# Exercise details:
Take from the material every line containing the string "backend" and copy it.

# Dataset records:
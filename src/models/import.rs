//! CSV import result and backend error bodies.

use serde::{Deserialize, Serialize};

/// Success body of `POST /import-csv`.
#[derive(Debug, Clone, Default, PartialEq, Eq, Serialize, Deserialize)]
pub struct ImportSummary {
    /// Rows stored as new transactions.
    #[serde(default)]
    pub imported: u64,
    /// Rows skipped because they were already present.
    #[serde(default)]
    pub duplicates: u64,
    /// Rows processed.
    #[serde(default)]
    pub total: u64,
    /// Server confirmation message.
    #[serde(default, skip_serializing_if = "Option::is_none")]
    pub message: Option<String>,
}

/// Error body the backend returns with non-success statuses.
///
/// `detail` is usually a string, but request validation failures carry a
/// list of objects instead.
#[derive(Debug, Clone, PartialEq, Deserialize)]
pub struct ErrorDetail {
    /// Raw detail value.
    pub detail: serde_json::Value,
}

impl ErrorDetail {
    /// Returns the detail as display text.
    #[inline]
    #[must_use]
    pub fn message(&self) -> String {
        if let Some(text) = self.detail.as_str() {
            return text.to_owned();
        }
        if let Some(items) = self.detail.as_array() {
            return items
                .iter()
                .map(|item| {
                    item.get("msg")
                        .and_then(serde_json::Value::as_str)
                        .map_or_else(|| item.to_string(), ToOwned::to_owned)
                })
                .collect::<Vec<_>>()
                .join("; ");
        }
        self.detail.to_string()
    }
}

# Output:
//! CSV import result and backend error bodies.
/// Error body the backend returns with non-success statuses.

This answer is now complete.